Iran Steps Up Weapons Lifeline to Assad

UNITED NATIONS (Reuters) —
A man tries to extinguish a fire following shelling by forces loyal to Syria’s President Bashar al-Assad. (REUTERS/ Mohammed Dimashkia)
A man tries to extinguish a fire following shelling by forces loyal to Syria’s President Bashar al-Assad. (REUTERS/ Mohammed Dimashkia)

Iran has significantly stepped up military support to Syrian President Bashar al-Assad in recent months, solidifying its position alongside Russia as the government’s lifeline in an increasingly sectarian civil war, Western diplomats said.

Iranian weapons continue to pour into Syria from Iraq but also increasingly along other routes, including via Turkey and Lebanon, in violation of a U.N. arms embargo on Iran, Western officials told Reuters on condition of anonymity. Iraqi and Turkish officials denied the allegations.

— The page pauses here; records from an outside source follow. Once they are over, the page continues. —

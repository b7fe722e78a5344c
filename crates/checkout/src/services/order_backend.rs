//! Order backend trait and in-memory implementation.

use std::sync::{Arc, PoisonError, RwLock};
use std::time::Duration;

use async_trait::async_trait;
use common::SessionIdentity;
use thiserror::Error;

use crate::order::{OrderId, OrderRequest, PlacedOrder};

/// Errors returned by an order backend.
#[derive(Debug, Clone, PartialEq, Eq, Error)]
pub enum BackendError {
    /// The backend refused the order.
    #[error("order rejected: {0}")]
    Rejected(String),

    /// The backend could not be reached.
    #[error("order backend unavailable: {0}")]
    Unavailable(String),
}

/// Trait for placing orders.
#[async_trait]
pub trait OrderBackend: Send + Sync {
    /// Places an order and returns the id the backend assigned to it.
    async fn submit_order(&self, request: OrderRequest) -> Result<OrderId, BackendError>;
}

#[async_trait]
impl<T: OrderBackend + ?Sized> OrderBackend for Arc<T> {
    async fn submit_order(&self, request: OrderRequest) -> Result<OrderId, BackendError> {
        (**self).submit_order(request).await
    }
}

#[derive(Debug, Default)]
struct InMemoryOrderState {
    orders: Vec<PlacedOrder>,
    next_id: u32,
    submit_calls: usize,
    fail_on_submit: bool,
    delay: Duration,
}

/// In-memory order backend, also used as the demo storefront's backend.
#[derive(Debug, Clone, Default)]
pub struct InMemoryOrderBackend {
    state: Arc<RwLock<InMemoryOrderState>>,
}

impl InMemoryOrderBackend {
    /// Creates a new in-memory order backend.
    pub fn new() -> Self {
        Self::default()
    }

    /// Configures the backend to reject submissions.
    pub fn set_fail_on_submit(&self, fail: bool) {
        self.write().fail_on_submit = fail;
    }

    /// Makes every submission wait `delay` before answering.
    pub fn set_delay(&self, delay: Duration) {
        self.write().delay = delay;
    }

    /// Returns how many times `submit_order` was called.
    pub fn submit_count(&self) -> usize {
        self.read().submit_calls
    }

    /// Returns every placed order, oldest first.
    pub fn orders(&self) -> Vec<PlacedOrder> {
        self.read().orders.clone()
    }

    /// Returns the orders placed by `identity`, oldest first.
    pub fn orders_for(&self, identity: &SessionIdentity) -> Vec<PlacedOrder> {
        self.read()
            .orders
            .iter()
            .filter(|o| &o.identity == identity)
            .cloned()
            .collect()
    }

    fn read(&self) -> std::sync::RwLockReadGuard<'_, InMemoryOrderState> {
        self.state.read().unwrap_or_else(PoisonError::into_inner)
    }

    fn write(&self) -> std::sync::RwLockWriteGuard<'_, InMemoryOrderState> {
        self.state.write().unwrap_or_else(PoisonError::into_inner)
    }
}

#[async_trait]
impl OrderBackend for InMemoryOrderBackend {
    async fn submit_order(&self, request: OrderRequest) -> Result<OrderId, BackendError> {
        let delay = {
            let mut state = self.write();
            state.submit_calls += 1;
            state.delay
        };
        if !delay.is_zero() {
            tokio::time::sleep(delay).await;
        }

        let mut state = self.write();
        if state.fail_on_submit {
            return Err(BackendError::Rejected("Order could not be placed".to_string()));
        }

        state.next_id += 1;
        let order_id = OrderId::new(format!("ORD-{:04}", state.next_id));
        state
            .orders
            .push(PlacedOrder::new(order_id.clone(), request));
        tracing::info!(%order_id, "order recorded");

        Ok(order_id)
    }
}
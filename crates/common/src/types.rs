use serde::{Deserialize, Serialize};
use uuid::Uuid;

/// Catalog identifier of a product.
///
/// Line items, wishlist entries and catalog lookups are all keyed by it.
#[derive(Debug, Clone, PartialEq, Eq, PartialOrd, Ord, Hash, Serialize, Deserialize)]
#[serde(transparent)]
pub struct ProductId(String);

impl ProductId {
    /// Creates a product ID from a string.
    pub fn new(id: impl Into<String>) -> Self {
        Self(id.into())
    }

    /// Returns the product ID as a string slice.
    pub fn as_str(&self) -> &str {
        &self.0
    }

    /// Returns true if the ID is empty or whitespace only.
    pub fn is_blank(&self) -> bool {
        self.0.trim().is_empty()
    }
}

impl std::fmt::Display for ProductId {
    fn fmt(&self, f: &mut std::fmt::Formatter<'_>) -> std::fmt::Result {
        write!(f, "{}", self.0)
    }
}

impl From<String> for ProductId {
    fn from(s: String) -> Self {
        Self(s)
    }
}

impl From<&str> for ProductId {
    fn from(s: &str) -> Self {
        Self(s.to_string())
    }
}

impl AsRef<str> for ProductId {
    fn as_ref(&self) -> &str {
        &self.0
    }
}

/// Identifier of an authenticated user, as issued by the identity service.
#[derive(Debug, Clone, PartialEq, Eq, Hash, Serialize, Deserialize)]
#[serde(transparent)]
pub struct UserId(String);

impl UserId {
    /// Creates a user ID from a string.
    pub fn new(id: impl Into<String>) -> Self {
        Self(id.into())
    }

    /// Creates a random user ID.
    pub fn random() -> Self {
        Self(Uuid::new_v4().to_string())
    }

    /// Returns the user ID as a string slice.
    pub fn as_str(&self) -> &str {
        &self.0
    }
}

impl std::fmt::Display for UserId {
    fn fmt(&self, f: &mut std::fmt::Formatter<'_>) -> std::fmt::Result {
        write!(f, "{}", self.0)
    }
}

impl From<&str> for UserId {
    fn from(s: &str) -> Self {
        Self(s.to_string())
    }
}

/// Who the current session belongs to.
///
/// Persisted cart and wishlist contents are scoped by this value, so two
/// identities never share a storage entry.
#[derive(Debug, Clone, PartialEq, Eq, Hash, Serialize, Deserialize, Default)]
#[serde(tag = "kind", content = "user_id", rename_all = "snake_case")]
pub enum SessionIdentity {
    /// Nobody is signed in.
    #[default]
    Anonymous,

    /// A signed-in user.
    User(UserId),
}

impl SessionIdentity {
    /// Returns the storage key for this identity's session snapshot.
    pub fn storage_key(&self) -> String {
        match self {
            SessionIdentity::Anonymous => "session:anonymous".to_string(),
            SessionIdentity::User(id) => format!("session:user:{id}"),
        }
    }

    /// Returns true if a user is signed in.
    pub fn is_authenticated(&self) -> bool {
        matches!(self, SessionIdentity::User(_))
    }

    /// Returns the user ID if signed in.
    pub fn user_id(&self) -> Option<&UserId> {
        match self {
            SessionIdentity::Anonymous => None,
            SessionIdentity::User(id) => Some(id),
        }
    }
}

impl std::fmt::Display for SessionIdentity {
    fn fmt(&self, f: &mut std::fmt::Formatter<'_>) -> std::fmt::Result {
        match self {
            SessionIdentity::Anonymous => write!(f, "anonymous"),
            SessionIdentity::User(id) => write!(f, "user:{id}"),
        }
    }
}

/// Money amount in paise (1/100 rupee) to avoid floating point issues.
#[derive(
    Debug, Clone, Copy, PartialEq, Eq, PartialOrd, Ord, Hash, Serialize, Deserialize, Default,
)]
#[serde(transparent)]
pub struct Money {
    paise: i64,
}

impl Money {
    /// Creates an amount from paise.
    pub fn from_paise(paise: i64) -> Self {
        Self { paise }
    }

    /// Creates an amount from whole rupees.
    pub fn from_rupees(rupees: i64) -> Self {
        Self {
            paise: rupees * 100,
        }
    }

    /// Returns zero money.
    pub fn zero() -> Self {
        Self { paise: 0 }
    }

    /// Returns the amount in paise.
    pub fn paise(&self) -> i64 {
        self.paise
    }

    /// Returns the whole rupee portion.
    pub fn rupees(&self) -> i64 {
        self.paise / 100
    }

    /// Returns the paise remainder after whole rupees.
    pub fn paise_part(&self) -> i64 {
        self.paise.abs() % 100
    }

    /// Returns true if the amount is positive.
    pub fn is_positive(&self) -> bool {
        self.paise > 0
    }

    /// Returns true if the amount is zero.
    pub fn is_zero(&self) -> bool {
        self.paise == 0
    }

    /// Multiplies by a quantity.
    pub fn multiply(&self, quantity: u32) -> Money {
        Money {
            paise: self.paise * i64::from(quantity),
        }
    }

    /// Multiplies by a quantity, returning `None` on overflow.
    pub fn checked_multiply(&self, quantity: u32) -> Option<Money> {
        self.paise
            .checked_mul(i64::from(quantity))
            .map(Money::from_paise)
    }

    /// Adds two amounts, returning `None` on overflow.
    pub fn checked_add(&self, other: Money) -> Option<Money> {
        self.paise.checked_add(other.paise).map(Money::from_paise)
    }
}

/// Groups digits the way Indian storefronts print prices: the last three
/// digits, then pairs (`12,34,567`).
fn group_indian(mut n: u64) -> String {
    let last_three = n % 1000;
    n /= 1000;
    if n == 0 {
        return last_three.to_string();
    }
    let mut pairs = Vec::new();
    while n > 0 {
        pairs.push(n % 100);
        n /= 100;
    }
    let mut out = String::new();
    for (i, pair) in pairs.iter().rev().enumerate() {
        if i == 0 {
            out.push_str(&pair.to_string());
        } else {
            out.push_str(&format!(",{pair:02}"));
        }
    }
    out.push_str(&format!(",{last_three:03}"));
    out
}

impl std::fmt::Display for Money {
    fn fmt(&self, f: &mut std::fmt::Formatter<'_>) -> std::fmt::Result {
        let sign = if self.paise < 0 { "-" } else { "" };
        let rupees = group_indian(self.rupees().unsigned_abs());
        write!(f, "{sign}₹{rupees}.{:02}", self.paise_part())
    }
}

impl std::ops::Add for Money {
    type Output = Money;

    fn add(self, rhs: Self) -> Self::Output {
        Money {
            paise: self.paise + rhs.paise,
        }
    }
}

impl std::ops::Sub for Money {
    type Output = Money;

    fn sub(self, rhs: Self) -> Self::Output {
        Money {
            paise: self.paise - rhs.paise,
        }
    }
}

impl std::ops::AddAssign for Money {
    fn add_assign(&mut self, rhs: Self) {
        self.paise += rhs.paise;
    }
}

impl std::iter::Sum for Money {
    fn sum<I: Iterator<Item = Money>>(iter: I) -> Self {
        iter.fold(Money::zero(), |acc, m| acc + m)
    }
}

Iran’s acceleration of support for Assad suggests the Syrian war is entering a new phase in which Iran may be trying to end the battlefield stalemate by redoubling its commitment to Assad and offering Syria’s increasingly isolated government a crucial lifeline, the envoys said.

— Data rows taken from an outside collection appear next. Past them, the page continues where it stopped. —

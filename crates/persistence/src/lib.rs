//! Durable, identity-scoped storage for the session's cart and wishlist.
//!
//! The [`StorageAdapter`] trait is the injected capability (a keyed blob
//! store); [`PersistenceAdapter`] layers snapshot encoding and identity
//! scoping on top of it.

pub mod adapter;
pub mod error;
pub mod file;
pub mod memory;
pub mod snapshot;
pub mod storage;

pub use adapter::PersistenceAdapter;
pub use error::{PersistenceError, Result};
pub use file::FileStorage;
pub use memory::InMemoryStorage;
pub use snapshot::{SCHEMA_VERSION, SessionSnapshot};
pub use storage::StorageAdapter;
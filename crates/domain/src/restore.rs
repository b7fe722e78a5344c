//! Restoring store contents from a persisted snapshot.

use persistence::{PersistenceAdapter, PersistenceError};
use serde::de::DeserializeOwned;

/// What happened when a store tried to restore its persisted contents.
#[derive(Debug, Clone, PartialEq, Eq)]
pub enum RestoreStatus {
    /// Nothing was stored; the store starts empty.
    Empty,

    /// The store was filled from the snapshot.
    Restored { entries: usize },

    /// The snapshot could not be used; the store starts empty.
    Degraded { reason: String },
}

impl RestoreStatus {
    /// Returns true if stored data was discarded.
    pub fn is_degraded(&self) -> bool {
        matches!(self, RestoreStatus::Degraded { .. })
    }
}

/// Reads one section of the active identity's snapshot.
pub(crate) fn load_section<T: DeserializeOwned>(
    persistence: &PersistenceAdapter,
    section: &str,
) -> Result<Option<T>, PersistenceError> {
    match persistence.load()? {
        Some(snapshot) => snapshot.section(section),
        None => Ok(None),
    }
}

/// Turns a failed restore into a degraded status, logging it.
pub(crate) fn degrade(store: &'static str, error: &dyn std::fmt::Display) -> RestoreStatus {
    tracing::warn!(store, error = %error, "discarding unreadable persisted state");
    RestoreStatus::Degraded {
        reason: error.to_string(),
    }
}
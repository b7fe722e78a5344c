//! Storefront session composition root.
//!
//! Wires the auth session, catalog, cart, wishlist, session bridge and
//! checkout into one explicitly constructed [`Storefront`], and provides
//! the line-oriented command shell used by the `storefront` binary.

pub mod catalog;
pub mod commands;
pub mod config;
pub mod error;

use std::sync::Arc;

use checkout::{
    CheckoutError, CheckoutStateMachine, InMemoryGatewayLoader, InMemoryOrderBackend, PlacedOrder,
};
use common::{ProductId, SessionIdentity};
use domain::{
    AuthSession, CartError, CartLineItem, CartStore, CartView, InMemoryAuthSession, Product,
    ProductCatalog, SessionBridge, SessionStart, UserProfile, WishlistOutcome, WishlistStore,
    WishlistView,
};
use persistence::{FileStorage, InMemoryStorage, PersistenceAdapter, StorageAdapter};

pub use config::Config;
pub use error::{Result, StorefrontError};

/// The checkout machine as wired by the storefront.
pub type StorefrontCheckout =
    CheckoutStateMachine<CartStore, InMemoryOrderBackend, InMemoryGatewayLoader>;

/// One shopper's session: stores, collaborators and the active checkout.
pub struct Storefront {
    config: Config,
    auth: InMemoryAuthSession,
    catalog: Arc<dyn ProductCatalog>,
    cart: CartStore,
    wishlist: WishlistStore,
    bridge: SessionBridge,
    backend: InMemoryOrderBackend,
    gateway: InMemoryGatewayLoader,
    checkout: Option<Arc<StorefrontCheckout>>,
    /// Abandoned checkout whose order may still be with the backend.
    abandoned: Option<Arc<StorefrontCheckout>>,
}

impl Storefront {
    /// Opens a storefront using the storage `config` selects.
    ///
    /// A configured data directory gets file storage; otherwise sessions
    /// live in memory.
    pub fn open(config: Config, catalog: Arc<dyn ProductCatalog>) -> Result<Self> {
        let storage: Arc<dyn StorageAdapter> = match &config.data_dir {
            Some(dir) => {
                tracing::info!(dir = %dir.display(), "using file storage");
                Arc::new(FileStorage::open(dir)?)
            }
            None => Arc::new(InMemoryStorage::new()),
        };
        Ok(Self::with_storage(config, storage, catalog))
    }

    /// Creates a storefront on `storage` and restores the anonymous session.
    pub fn with_storage(
        config: Config,
        storage: Arc<dyn StorageAdapter>,
        catalog: Arc<dyn ProductCatalog>,
    ) -> Self {
        let auth = InMemoryAuthSession::new();
        let persistence = PersistenceAdapter::new(storage, auth.current_identity());
        let cart = CartStore::new(persistence.clone(), config.cart);
        let wishlist = WishlistStore::new(persistence.clone());
        let bridge = SessionBridge::new(
            Arc::new(auth.clone()),
            cart.clone(),
            wishlist.clone(),
            persistence,
        );

        Self {
            config,
            auth,
            catalog,
            cart,
            wishlist,
            bridge,
            backend: InMemoryOrderBackend::new(),
            gateway: InMemoryGatewayLoader::new(),
            checkout: None,
            abandoned: None,
        }
    }

    /// Restores the stores for whoever the session belongs to.
    pub fn start(&self) -> SessionStart {
        self.bridge.start()
    }

    pub fn config(&self) -> &Config {
        &self.config
    }

    /// Returns who the session belongs to.
    pub fn identity(&self) -> SessionIdentity {
        self.auth.current_identity()
    }

    /// Returns the signed-in user's profile.
    pub fn profile(&self) -> Option<UserProfile> {
        self.auth.current_profile()
    }

    pub fn cart(&self) -> CartView {
        self.cart.view()
    }

    pub fn wishlist(&self) -> WishlistView {
        self.wishlist.view()
    }

    /// The order backend orders are placed with.
    pub fn backend(&self) -> &InMemoryOrderBackend {
        &self.backend
    }

    /// The payment gateway checkout loads.
    pub fn gateway(&self) -> &InMemoryGatewayLoader {
        &self.gateway
    }

    /// Lists the catalog.
    pub async fn products(&self) -> Result<Vec<Product>> {
        Ok(self.catalog.list_products().await?)
    }

    /// Looks up a product that can be sold right now.
    async fn sellable(&self, product_id: &ProductId) -> Result<Product> {
        let product = self
            .catalog
            .get_product(product_id)
            .await?
            .ok_or_else(|| CartError::invalid_product(product_id, "not in the catalog"))?;
        if !product.in_stock {
            return Err(CartError::invalid_product(product_id, "out of stock").into());
        }
        Ok(product)
    }

    /// Adds `quantity` of a catalog product to the cart.
    #[tracing::instrument(skip(self))]
    pub async fn add_to_cart(
        &self,
        product_id: &ProductId,
        quantity: u32,
    ) -> Result<CartLineItem> {
        let product = self.sellable(product_id).await?;
        Ok(self.cart.add_item(&product, quantity)?)
    }

    /// Sets a line's quantity. Zero removes the line.
    pub fn set_quantity(&self, product_id: &ProductId, quantity: u32) -> bool {
        self.cart.set_quantity(product_id, quantity)
    }

    pub fn remove_from_cart(&self, product_id: &ProductId) -> bool {
        self.cart.remove_item(product_id)
    }

    /// Saves a catalog product to the wishlist.
    #[tracing::instrument(skip(self))]
    pub async fn toggle_wishlist(&self, product_id: &ProductId) -> Result<WishlistOutcome> {
        let product = self
            .catalog
            .get_product(product_id)
            .await?
            .ok_or_else(|| CartError::invalid_product(product_id, "not in the catalog"))?;
        Ok(self.wishlist.toggle(&product))
    }

    pub fn remove_from_wishlist(&self, product_id: &ProductId) -> bool {
        self.wishlist.remove(product_id)
    }

    /// Moves a saved product into the cart with quantity one.
    ///
    /// The cart gets the catalog's current product, not the copy saved on
    /// the wishlist. The product stays on the wishlist if it is no longer
    /// sold or the cart refuses it.
    #[tracing::instrument(skip(self))]
    pub async fn move_to_cart(&self, product_id: &ProductId) -> Result<CartLineItem> {
        if self.wishlist.entry(product_id).is_none() {
            return Err(StorefrontError::NotInWishlist(product_id.clone()));
        }
        let product = self.sellable(product_id).await?;
        let line = self.cart.add_item(&product, 1)?;
        self.wishlist.remove(product_id);
        Ok(line)
    }

    /// Signs `profile` in and rescopes the session to it.
    pub fn login(&mut self, profile: UserProfile) {
        self.abandon_checkout();
        self.auth.login(profile);
        self.bridge.sync();
    }

    /// Signs the current user out and clears their session.
    pub fn logout(&mut self) {
        self.abandon_checkout();
        self.auth.logout();
        self.bridge.sync();
    }

    /// Starts checkout, or returns the one already in progress.
    ///
    /// Requires a signed-in user and a non-empty cart. Name and phone are
    /// pre-filled from the profile. Refused while an abandoned checkout for
    /// the same user still waits on the order backend.
    pub fn start_checkout(&mut self) -> Result<Arc<StorefrontCheckout>> {
        let profile = self
            .auth
            .current_profile()
            .ok_or(StorefrontError::NotAuthenticated)?;

        if let Some(existing) = &self.checkout {
            if !existing.current_step().is_terminal() {
                return Ok(existing.clone());
            }
        }
        if let Some(previous) = self.abandoned.take() {
            if previous.submission_pending() && *previous.identity() == profile.identity() {
                self.abandoned = Some(previous);
                return Err(CheckoutError::SubmissionInProgress.into());
            }
        }
        if self.cart.is_empty() {
            return Err(CheckoutError::EmptyCart.into());
        }

        let machine = Arc::new(CheckoutStateMachine::new(
            self.cart.clone(),
            self.backend.clone(),
            self.gateway.clone(),
            profile.identity(),
            self.config.checkout,
        ));
        machine.prefill(&profile);
        tracing::info!(identity = %profile.identity(), "checkout started");

        self.checkout = Some(machine.clone());
        Ok(machine)
    }

    /// Returns the checkout in progress.
    pub fn checkout(&self) -> Result<Arc<StorefrontCheckout>> {
        self.checkout.clone().ok_or(StorefrontError::NoCheckout)
    }

    /// Leaves checkout. The cart is kept.
    pub fn abandon_checkout(&mut self) {
        if let Some(machine) = self.checkout.take() {
            machine.abandon();
            if machine.submission_pending() {
                self.abandoned = Some(machine);
            }
        }
    }

    /// Returns the signed-in user's placed orders, oldest first.
    pub fn orders(&self) -> Vec<PlacedOrder> {
        self.backend.orders_for(&self.identity())
    }
}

It also highlights the growing sectarian nature of the conflict, diplomats say, with Iranian arms flowing to the Shiite terrorist group Hizbullah. That group is increasingly active on the ground in Syria in support of Assad’s forces, envoys say.

A Western intelligence report seen by Reuters in September said Iran was using civilian aircraft to fly military personnel and large quantities of weapons across Iraqi airspace to aid Assad. Iraq denied that report but later made a point of inspecting an Iran-bound flight that it said had no arms on board.

Much of the weaponry going to Syria now, diplomats say, continues to be shipped to Iran through Iraqi airspace and overland through Iraq, despite Baghdad’s repeated promises to put a stop to Iranian arms supplies to Assad in violation of a U.N. arms embargo on Tehran over its nuclear program.

“They [Iran] are playing now a crucial role,” a senior diplomat said, adding that Hizbullah was “hardly hiding the support it’s giving to the [Syrian] regime.”

He added that the Syrian civil war was becoming “more and more sectarian,” with Sunnis — an increasing number of whom come from Iraq — battling Shiites and members of Assad’s Alawite sect, an offshoot of Shiite Islam.

Ali al-Moussawi, Iraqi Prime Minister Nuri al-Maliki’s media adviser, strongly denied the allegations, saying on Wednesday, “No, such a thing never happened. Weapons did not and will not be transferred from Iran to Syria through Iraq, whether by land or by air.”

Assad’s ally Russia criticizes U.S., European and Gulf Arab governments for their aid to Syrian rebels seeking to topple Assad.

Russia has said repeatedly that its military support for Syria includes anti-missile air defense systems but no attack weapons such as helicopters.